Consumers’ Confidence in the Fed Is ‘Deeply Wounded’
Until the past few years, U.S. inflation had been stable enough for long enough—essentially since the early 1990s—to keep future expectations in check. But the price shock that followed the pandemic and the war in Ukraine has changed the picture. It’s turned inflation into front-page news, and that’s feeding through into the forward-looking gauges. American consumers “have yet to really recover,” says Joseph Brusuelas, chief economist at RSM U.S. LLP. They’re responding to inflation surveys “in such a way that speaks to their current mindset—which is, they remain deeply wounded.”
Of course, there’s no automatic link from expected to actual price increases. That’s especially true in the United States, where built-in inflation indexing for labor contracts or rents is less common than in many other countries. Some economists have questioned whether price expectations really contain much useful information.

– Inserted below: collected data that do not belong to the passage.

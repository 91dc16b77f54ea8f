//! Keyword list input.

use std::path::Path;

/// Parses keyword text: one search term per line.
///
/// Blank lines and lines starting with `#` are ignored, so keyword files can
/// carry comments. A term that really starts with `#` is written as `\#...`.
#[must_use]
pub fn parse_keywords(text: &str) -> Vec<String> {
    text.lines()
        .map(str::trim)
        .filter(|line| !line.is_empty() && !line.starts_with('#'))
        .map(|line| {
            line.strip_prefix('\\')
                .filter(|rest| rest.starts_with('#'))
                .unwrap_or(line)
        })
        .map(str::to_string)
        .collect()
}

/// Reads a keyword file.
///
/// # Errors
///
/// Returns the underlying IO error if the file cannot be read.
pub fn read_keywords(path: &Path) -> std::io::Result<Vec<String>> {
    Ok(parse_keywords(&std::fs::read_to_string(path)?))
}
//! HTTP client wrapper used for listing fetches and file transfers.
//!
//! This module provides the `HttpClient` struct which handles streaming
//! downloads with proper timeout configuration and error handling.

use std::time::Duration;

use async_trait::async_trait;
use futures_util::StreamExt;
use reqwest::Client;
use reqwest::header::RETRY_AFTER;
use tracing::{debug, instrument};

use super::DownloadError;
use super::constants::{CONNECT_TIMEOUT_SECS, READ_TIMEOUT_SECS};
use super::transport::{RemoteBody, Transport};

/// Default User-Agent for all requests (identifies the tool).
#[must_use]
pub fn default_user_agent() -> String {
    let version = env!("CARGO_PKG_VERSION");
    format!("indexdl/{version}")
}

/// HTTP client for downloading files with streaming support.
///
/// This client is designed to be created once and reused for multiple downloads,
/// taking advantage of connection pooling.
///
/// # Example
///
/// ```no_run
/// use indexdl_core::download::{HttpClient, Transport};
///
/// # async fn example() -> Result<(), Box<dyn std::error::Error>> {
/// let client = HttpClient::new();
/// let body = client.open("https://example.com/file.zip").await?;
/// println!("announced size: {:?}", body.content_length);
/// # Ok(())
/// # }
/// ```
#[derive(Debug, Clone)]
pub struct HttpClient {
    client: Client,
}

impl Default for HttpClient {
    fn default() -> Self {
        Self::new()
    }
}

impl HttpClient {
    /// Creates a new HTTP client with default timeouts.
    ///
    /// Default configuration:
    /// - Connect timeout: 30 seconds
    /// - Read timeout: 5 minutes (for large files)
    /// - Gzip decompression: enabled
    ///
    /// # Panics
    ///
    /// Panics if the HTTP client builder fails to build with the static
    /// configuration. This should never happen in practice.
    #[must_use]
    pub fn new() -> Self {
        Self::new_with_timeouts(CONNECT_TIMEOUT_SECS, READ_TIMEOUT_SECS)
    }

    /// Creates a new HTTP client with explicit timeout values.
    ///
    /// # Panics
    ///
    /// Panics if the HTTP client builder fails to build with the supplied
    /// timeout configuration.
    #[must_use]
    #[allow(clippy::expect_used)]
    pub fn new_with_timeouts(connect_timeout_secs: u64, read_timeout_secs: u64) -> Self {
        let client = Client::builder()
            .connect_timeout(Duration::from_secs(connect_timeout_secs))
            .read_timeout(Duration::from_secs(read_timeout_secs))
            .gzip(true)
            .user_agent(default_user_agent())
            .build()
            .expect("failed to build HTTP client with static configuration");
        Self { client }
    }

    /// Returns the underlying reqwest client for plain page fetches.
    #[must_use]
    pub fn inner(&self) -> &Client {
        &self.client
    }
}

#[async_trait]
impl Transport for HttpClient {
    #[instrument(skip(self), fields(url = %url))]
    async fn open(&self, url: &str) -> Result<RemoteBody, DownloadError> {
        if reqwest::Url::parse(url).is_err() {
            return Err(DownloadError::invalid_url(url));
        }

        let response = self
            .client
            .get(url)
            .send()
            .await
            .map_err(|e| map_reqwest_error(url, e))?;

        let status = response.status();
        if !status.is_success() {
            let retry_after = response
                .headers()
                .get(RETRY_AFTER)
                .and_then(|v| v.to_str().ok())
                .map(std::string::ToString::to_string);
            debug!(status = status.as_u16(), ?retry_after, "non-success response");
            return Err(DownloadError::http_status_with_retry_after(
                url,
                status.as_u16(),
                retry_after,
            ));
        }

        let content_length = response.content_length();
        debug!(?content_length, "response headers received");

        let owned_url = url.to_string();
        let stream = response
            .bytes_stream()
            .map(move |chunk| chunk.map_err(|e| map_reqwest_error(&owned_url, e)));

        Ok(RemoteBody::new(content_length, Box::pin(stream)))
    }
}

fn map_reqwest_error(url: &str, error: reqwest::Error) -> DownloadError {
    if error.is_timeout() {
        DownloadError::timeout(url)
    } else if error.is_builder() {
        DownloadError::invalid_url(url)
    } else {
        DownloadError::network(url, error)
    }
}
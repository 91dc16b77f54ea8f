//! Shared test doubles: flaky HTTP responders, scripted transports and a
//! sleeper that records instead of waiting.

use std::collections::{HashMap, VecDeque};
use std::path::PathBuf;
use std::sync::atomic::{AtomicUsize, Ordering};
use std::sync::{Arc, Mutex};
use std::time::Duration;

use async_trait::async_trait;
use bytes::Bytes;
use futures_util::StreamExt;
use futures_util::stream;
use indexdl_core::download::{
    DownloadError, DownloadTask, ProgressSink, RemoteBody, Sleeper, TaskId, TaskState, Transport,
};
use wiremock::{Respond, ResponseTemplate};

/// Responder that fails the first `fail_count` requests with 500, then returns 200 with body.
pub struct FlakyResponder {
    request_count: Arc<AtomicUsize>,
    fail_count: usize,
    success_body: Vec<u8>,
}

impl FlakyResponder {
    pub fn new(fail_count: usize, success_body: &[u8]) -> (Self, Arc<AtomicUsize>) {
        let request_count = Arc::new(AtomicUsize::new(0));
        (
            Self {
                request_count: Arc::clone(&request_count),
                fail_count,
                success_body: success_body.to_vec(),
            },
            request_count,
        )
    }
}

impl Respond for FlakyResponder {
    fn respond(&self, _request: &wiremock::Request) -> ResponseTemplate {
        let n = self.request_count.fetch_add(1, Ordering::SeqCst);
        if n < self.fail_count {
            ResponseTemplate::new(500).set_body_bytes(b"internal server error".to_vec())
        } else {
            ResponseTemplate::new(200).set_body_bytes(self.success_body.clone())
        }
    }
}

/// What a [`ScriptedTransport`] does for one `open` call.
#[derive(Debug, Clone)]
pub enum Script {
    /// Full body, announced length correct.
    Body(Vec<u8>),
    /// Non-success HTTP status.
    Status(u16),
    /// Sends these bytes, then the connection resets.
    ResetAfter(Vec<u8>),
    /// Sends these bytes, then never finishes.
    Stall(Vec<u8>),
    /// Full body delivered slowly, tracking overlapping streams per URL.
    Slow(Vec<u8>),
    /// Like `Slow`, but the body is one byte short of the announced length.
    SlowShort(Vec<u8>),
}

/// In-process transport replaying per-URL scripts.
///
/// Each `open` consumes the next script for the URL; the last script
/// repeats once the queue is down to one entry.
#[derive(Default)]
pub struct ScriptedTransport {
    scripts: Mutex<HashMap<String, VecDeque<Script>>>,
    opens: Mutex<HashMap<String, usize>>,
    active: Mutex<HashMap<String, Arc<ActiveCounter>>>,
    total_opens: AtomicUsize,
}

#[derive(Default)]
pub struct ActiveCounter {
    current: AtomicUsize,
    peak: AtomicUsize,
}

struct ActiveGuard(Arc<ActiveCounter>);

impl ActiveGuard {
    fn new(counter: Arc<ActiveCounter>) -> Self {
        let now = counter.current.fetch_add(1, Ordering::SeqCst) + 1;
        counter.peak.fetch_max(now, Ordering::SeqCst);
        Self(counter)
    }
}

impl Drop for ActiveGuard {
    fn drop(&mut self) {
        self.0.current.fetch_sub(1, Ordering::SeqCst);
    }
}

impl ScriptedTransport {
    pub fn new() -> Self {
        Self::default()
    }

    pub fn script(self, url: &str, steps: Vec<Script>) -> Self {
        self.scripts
            .lock()
            .unwrap()
            .insert(url.to_string(), steps.into());
        self
    }

    pub fn opens(&self, url: &str) -> usize {
        self.opens.lock().unwrap().get(url).copied().unwrap_or(0)
    }

    pub fn total_opens(&self) -> usize {
        self.total_opens.load(Ordering::SeqCst)
    }

    pub fn peak_active(&self, url: &str) -> usize {
        self.active
            .lock()
            .unwrap()
            .get(url)
            .map_or(0, |c| c.peak.load(Ordering::SeqCst))
    }

    fn slow_body(&self, url: &str, body: Vec<u8>, missing: u64) -> RemoteBody {
        let counter = Arc::clone(
            self.active
                .lock()
                .unwrap()
                .entry(url.to_string())
                .or_default(),
        );
        let guard = ActiveGuard::new(counter);
        let announced = body.len() as u64 + missing;
        let body_stream = stream::unfold((Some(body), guard), |(body, guard)| async move {
            let body = body?;
            tokio::time::sleep(Duration::from_millis(30)).await;
            Some((chunk(body), (None, guard)))
        });
        RemoteBody::new(Some(announced), Box::pin(body_stream))
    }

    fn next_script(&self, url: &str) -> Option<Script> {
        let mut scripts = self.scripts.lock().unwrap();
        let queue = scripts.get_mut(url)?;
        if queue.len() > 1 {
            queue.pop_front()
        } else {
            queue.front().cloned()
        }
    }
}

fn chunk(bytes: Vec<u8>) -> Result<Bytes, DownloadError> {
    Ok(Bytes::from(bytes))
}

#[async_trait]
impl Transport for ScriptedTransport {
    async fn open(&self, url: &str) -> Result<RemoteBody, DownloadError> {
        *self.opens.lock().unwrap().entry(url.to_string()).or_default() += 1;
        self.total_opens.fetch_add(1, Ordering::SeqCst);

        let Some(script) = self.next_script(url) else {
            return Err(DownloadError::http_status(url, 404));
        };

        match script {
            Script::Body(body) => {
                let len = body.len() as u64;
                Ok(RemoteBody::new(
                    Some(len),
                    Box::pin(stream::iter(vec![chunk(body)])),
                ))
            }
            Script::Status(status) => Err(DownloadError::http_status(url, status)),
            Script::ResetAfter(partial) => {
                let reset =
                    std::io::Error::new(std::io::ErrorKind::ConnectionReset, "connection reset");
                let items = vec![chunk(partial), Err(DownloadError::network(url, reset))];
                Ok(RemoteBody::new(None, Box::pin(stream::iter(items))))
            }
            Script::Stall(partial) => Ok(RemoteBody::new(
                None,
                Box::pin(stream::iter(vec![chunk(partial)]).chain(stream::pending())),
            )),
            Script::Slow(body) => Ok(self.slow_body(url, body, 0)),
            Script::SlowShort(body) => Ok(self.slow_body(url, body, 1)),
        }
    }
}

/// Sleeper that records requested delays and returns immediately.
///
/// When `watch` is set it also records whether that file existed at the
/// start of each backoff.
#[derive(Debug, Default)]
pub struct RecordingSleeper {
    delays: Mutex<Vec<Duration>>,
    watch: Option<PathBuf>,
    watched_existed: Mutex<Vec<bool>>,
}

impl RecordingSleeper {
    pub fn new() -> Self {
        Self::default()
    }

    pub fn watching(path: PathBuf) -> Self {
        Self {
            watch: Some(path),
            ..Self::default()
        }
    }

    pub fn delays(&self) -> Vec<Duration> {
        self.delays.lock().unwrap().clone()
    }

    pub fn watched_existed(&self) -> Vec<bool> {
        self.watched_existed.lock().unwrap().clone()
    }
}

#[async_trait]
impl Sleeper for RecordingSleeper {
    async fn sleep(&self, duration: Duration) {
        self.delays.lock().unwrap().push(duration);
        if let Some(path) = &self.watch {
            self.watched_existed.lock().unwrap().push(path.exists());
        }
    }
}

/// Progress sink that keeps every event for assertions.
#[derive(Debug, Default)]
pub struct RecordingProgress {
    pub started: Mutex<Vec<TaskId>>,
    pub progress: Mutex<Vec<(TaskId, u64, Option<u64>)>>,
    pub completed: Mutex<Vec<(TaskId, TaskState)>>,
}

impl RecordingProgress {
    pub fn started_count(&self) -> usize {
        self.started.lock().unwrap().len()
    }
}

impl ProgressSink for RecordingProgress {
    fn on_start(&self, task: &DownloadTask) {
        self.started.lock().unwrap().push(task.id);
    }

    fn on_progress(&self, task_id: TaskId, bytes_transferred: u64, total_bytes: Option<u64>) {
        self.progress
            .lock()
            .unwrap()
            .push((task_id, bytes_transferred, total_bytes));
    }

    fn on_complete(&self, task_id: TaskId, final_state: TaskState) {
        self.completed.lock().unwrap().push((task_id, final_state));
    }
}

/// Minimal Apache-style autoindex page.
pub fn listing_html(names: &[&str]) -> String {
    let mut html = String::from(
        "<html><head><title>Index of /files</title></head><body><h1>Index of /files</h1><pre>\
         <a href=\"?C=N;O=D\">Name</a> <a href=\"?C=M;O=A\">Last modified</a>\n\
         <a href=\"../\">Parent Directory</a>\n",
    );
    for name in names {
        let href = urlencoding::encode(name);
        html.push_str(&format!("<a href=\"{href}\">{name}</a>  2024-01-01 00:00  1.0M\n"));
    }
    html.push_str("</pre></body></html>");
    html
}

Still, the consensus is that they do—and that’s based on research that stretches across history and around the world.
Michael Weber, a professor at the University of Chicago, has studied the fallout from Germany’s hyperinflation after World War I. Even though a century has passed, he found that people in towns with higher inflation back then are still prone to have higher expectations for prices today, and their local politicians are more likely to talk about it. For central bankers, too, past experience with inflation can shape their approach in the present. Lately, some Fed officials who’ve publicly voiced concern over the expectation surveys are those with an international background or with links to high-inflation countries in Latin America. “Even if you are a central banker, the weight you put on inflation depends on your upbringing, where you’re from,” Weber says.
All the accumulated experience from countries that are more accustomed to inflation shocks holds some valuable lessons for Powell and peers, according to Ricardo Reis of the London School of Economics. Among them: Look at a wide range of measures, grasp that above-target expectations can result in lasting shocks, and take swift action when needed. Reis says the pandemic price spike has been a useful reminder to developed-world central banks of the importance of inflation expectations as a mirror of their own credibility. “Ignoring them, talking about transitory things, pretending the problem is not there, is not what you should do,” he says.